=== EXERCISE INPUT ===

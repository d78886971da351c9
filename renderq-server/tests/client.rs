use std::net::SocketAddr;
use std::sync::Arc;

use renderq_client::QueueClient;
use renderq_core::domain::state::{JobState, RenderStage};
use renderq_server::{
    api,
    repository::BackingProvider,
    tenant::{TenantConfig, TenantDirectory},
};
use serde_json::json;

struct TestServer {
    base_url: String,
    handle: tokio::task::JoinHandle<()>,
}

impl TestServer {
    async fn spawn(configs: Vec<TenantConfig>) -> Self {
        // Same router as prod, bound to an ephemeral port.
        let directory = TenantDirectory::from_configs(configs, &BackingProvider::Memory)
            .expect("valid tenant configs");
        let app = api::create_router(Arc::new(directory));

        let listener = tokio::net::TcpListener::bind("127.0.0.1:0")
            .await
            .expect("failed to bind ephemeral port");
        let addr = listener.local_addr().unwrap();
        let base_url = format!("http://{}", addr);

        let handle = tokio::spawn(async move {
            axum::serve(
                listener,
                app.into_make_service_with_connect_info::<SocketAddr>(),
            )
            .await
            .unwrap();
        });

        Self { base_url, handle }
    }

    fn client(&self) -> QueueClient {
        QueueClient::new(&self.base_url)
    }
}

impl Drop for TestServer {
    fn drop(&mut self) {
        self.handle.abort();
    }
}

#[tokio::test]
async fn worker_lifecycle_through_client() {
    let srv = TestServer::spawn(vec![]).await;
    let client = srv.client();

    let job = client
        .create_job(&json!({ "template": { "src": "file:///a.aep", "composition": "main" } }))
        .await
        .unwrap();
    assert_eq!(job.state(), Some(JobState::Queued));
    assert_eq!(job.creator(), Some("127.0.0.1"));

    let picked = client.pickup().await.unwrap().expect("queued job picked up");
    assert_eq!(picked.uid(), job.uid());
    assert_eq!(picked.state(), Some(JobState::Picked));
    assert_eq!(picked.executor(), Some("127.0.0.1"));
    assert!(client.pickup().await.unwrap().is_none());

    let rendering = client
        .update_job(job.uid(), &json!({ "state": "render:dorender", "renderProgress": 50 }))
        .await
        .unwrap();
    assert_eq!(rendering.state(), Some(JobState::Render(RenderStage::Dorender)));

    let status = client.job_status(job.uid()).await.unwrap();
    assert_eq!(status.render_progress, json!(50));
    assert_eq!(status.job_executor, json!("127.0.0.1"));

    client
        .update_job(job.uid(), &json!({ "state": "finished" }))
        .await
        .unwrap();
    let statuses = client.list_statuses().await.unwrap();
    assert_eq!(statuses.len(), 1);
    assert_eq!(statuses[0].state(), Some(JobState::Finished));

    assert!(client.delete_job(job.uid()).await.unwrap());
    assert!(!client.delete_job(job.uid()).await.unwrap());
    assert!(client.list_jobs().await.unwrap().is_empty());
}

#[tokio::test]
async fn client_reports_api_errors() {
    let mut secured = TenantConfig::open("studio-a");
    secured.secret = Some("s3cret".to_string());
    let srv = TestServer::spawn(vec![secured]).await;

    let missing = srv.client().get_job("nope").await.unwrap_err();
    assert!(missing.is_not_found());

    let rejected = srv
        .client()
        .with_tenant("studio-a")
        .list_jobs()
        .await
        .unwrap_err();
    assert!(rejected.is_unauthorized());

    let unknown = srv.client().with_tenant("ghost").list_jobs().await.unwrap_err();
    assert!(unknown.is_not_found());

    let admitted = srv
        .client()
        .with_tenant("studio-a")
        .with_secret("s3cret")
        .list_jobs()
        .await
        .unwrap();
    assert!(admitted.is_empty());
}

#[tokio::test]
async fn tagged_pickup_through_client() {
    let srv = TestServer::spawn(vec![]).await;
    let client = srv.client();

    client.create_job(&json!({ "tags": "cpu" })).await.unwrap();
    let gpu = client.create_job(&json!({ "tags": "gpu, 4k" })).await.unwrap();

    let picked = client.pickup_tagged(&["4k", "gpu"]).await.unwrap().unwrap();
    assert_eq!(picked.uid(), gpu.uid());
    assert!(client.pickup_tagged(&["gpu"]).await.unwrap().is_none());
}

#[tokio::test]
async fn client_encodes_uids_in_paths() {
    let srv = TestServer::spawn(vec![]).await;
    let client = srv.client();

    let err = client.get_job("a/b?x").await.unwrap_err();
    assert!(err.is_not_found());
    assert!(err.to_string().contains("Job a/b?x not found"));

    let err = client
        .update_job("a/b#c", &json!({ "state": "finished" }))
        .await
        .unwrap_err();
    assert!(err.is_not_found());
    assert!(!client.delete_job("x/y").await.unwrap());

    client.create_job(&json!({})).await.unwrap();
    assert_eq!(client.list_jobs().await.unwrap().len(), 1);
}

===
=== EXERCISE INPUT ===

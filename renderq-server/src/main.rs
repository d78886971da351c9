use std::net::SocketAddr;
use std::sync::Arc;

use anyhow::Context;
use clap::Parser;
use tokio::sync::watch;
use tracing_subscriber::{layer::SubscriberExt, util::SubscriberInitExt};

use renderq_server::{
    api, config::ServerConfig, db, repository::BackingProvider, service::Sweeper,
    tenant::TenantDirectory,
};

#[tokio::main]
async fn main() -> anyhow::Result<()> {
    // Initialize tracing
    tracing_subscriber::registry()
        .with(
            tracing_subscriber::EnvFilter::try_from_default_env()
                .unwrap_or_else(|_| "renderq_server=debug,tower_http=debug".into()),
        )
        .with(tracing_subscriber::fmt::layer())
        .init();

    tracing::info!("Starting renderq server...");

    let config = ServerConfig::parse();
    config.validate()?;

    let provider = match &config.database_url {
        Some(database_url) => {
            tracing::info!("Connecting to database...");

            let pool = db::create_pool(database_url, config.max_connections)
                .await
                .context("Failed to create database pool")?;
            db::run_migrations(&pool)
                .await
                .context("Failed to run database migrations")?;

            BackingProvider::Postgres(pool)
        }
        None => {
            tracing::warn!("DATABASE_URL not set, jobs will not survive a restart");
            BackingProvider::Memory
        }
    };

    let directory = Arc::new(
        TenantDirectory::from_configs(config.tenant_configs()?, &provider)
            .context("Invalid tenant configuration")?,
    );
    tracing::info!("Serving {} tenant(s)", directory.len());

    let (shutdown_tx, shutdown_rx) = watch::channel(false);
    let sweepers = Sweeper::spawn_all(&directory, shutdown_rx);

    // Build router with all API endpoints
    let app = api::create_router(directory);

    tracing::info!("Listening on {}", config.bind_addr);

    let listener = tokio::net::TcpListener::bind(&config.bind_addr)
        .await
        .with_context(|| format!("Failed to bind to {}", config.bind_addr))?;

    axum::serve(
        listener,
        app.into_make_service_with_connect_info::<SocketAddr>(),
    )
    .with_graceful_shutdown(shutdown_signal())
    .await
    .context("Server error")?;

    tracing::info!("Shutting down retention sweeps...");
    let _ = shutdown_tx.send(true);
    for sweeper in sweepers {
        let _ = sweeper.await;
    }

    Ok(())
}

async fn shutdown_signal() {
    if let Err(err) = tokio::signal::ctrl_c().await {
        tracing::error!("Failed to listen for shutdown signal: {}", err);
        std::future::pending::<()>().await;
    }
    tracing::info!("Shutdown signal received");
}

===

◆ **DESCRIPTION OF THE TASK**
Lines holding "picked" in the data above: copy each of them.

◆ **EXERCISE OUTPUT**
    let picked = client.pickup().await.unwrap().expect("queued job picked up");
    assert_eq!(picked.uid(), job.uid());
    assert_eq!(picked.state(), Some(JobState::Picked));
    assert_eq!(picked.executor(), Some("127.0.0.1"));
    let picked = client.pickup_tagged(&["4k", "gpu"]).await.unwrap().unwrap();
    assert_eq!(picked.uid(), gpu.uid());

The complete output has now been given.